_Problem to work on_: Take the line that contains "Ok(mut signal) =>" as the first line and the final line of the records as the last; return exactly those lines and the lines between.

_Records shown_:
[Start of Attachment]
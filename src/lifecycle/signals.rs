//! OS signal handling.

use crate::lifecycle::Shutdown;

/// Resolve on Ctrl+C, or SIGTERM on unix.
pub async fn wait_for_signal() {
    let ctrl_c = async {
        if let Err(e) = tokio::signal::ctrl_c().await {
            tracing::error!(error = %e, "Failed to listen for Ctrl+C");
            std::future::pending::<()>().await;
        }
    };

    #[cfg(unix)]
    let terminate = async {
        match tokio::signal::unix::signal(tokio::signal::unix::SignalKind::terminate()) {
            Ok(mut signal) => {
                signal.recv().await;
            }
            Err(e) => {
                tracing::error!(error = %e, "Failed to listen for SIGTERM");
                std::future::pending::<()>().await;
            }
        }
    };

    #[cfg(not(unix))]
    let terminate = std::future::pending::<()>();

    tokio::select! {
        _ = ctrl_c => {},
        _ = terminate => {},
    }
}

/// Trigger `shutdown` on the first termination signal.
pub fn spawn_signal_listener(shutdown: Shutdown) {
    tokio::spawn(async move {
        wait_for_signal().await;
        tracing::info!("Shutdown signal received");
        shutdown.trigger();
    });
}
[End of Attachment]
_Solution to the exercise_:
            Ok(mut signal) => {
                signal.recv().await;
            }
            Err(e) => {
                tracing::error!(error = %e, "Failed to listen for SIGTERM");
                std::future::pending::<()>().await;
            }
        }
    };

    #[cfg(not(unix))]
    let terminate = std::future::pending::<()>();

    tokio::select! {
        _ = ctrl_c => {},
        _ = terminate => {},
    }
}

/// Trigger `shutdown` on the first termination signal.
pub fn spawn_signal_listener(shutdown: Shutdown) {
    tokio::spawn(async move {
        wait_for_signal().await;
        tracing::info!("Shutdown signal received");
        shutdown.trigger();
    });
}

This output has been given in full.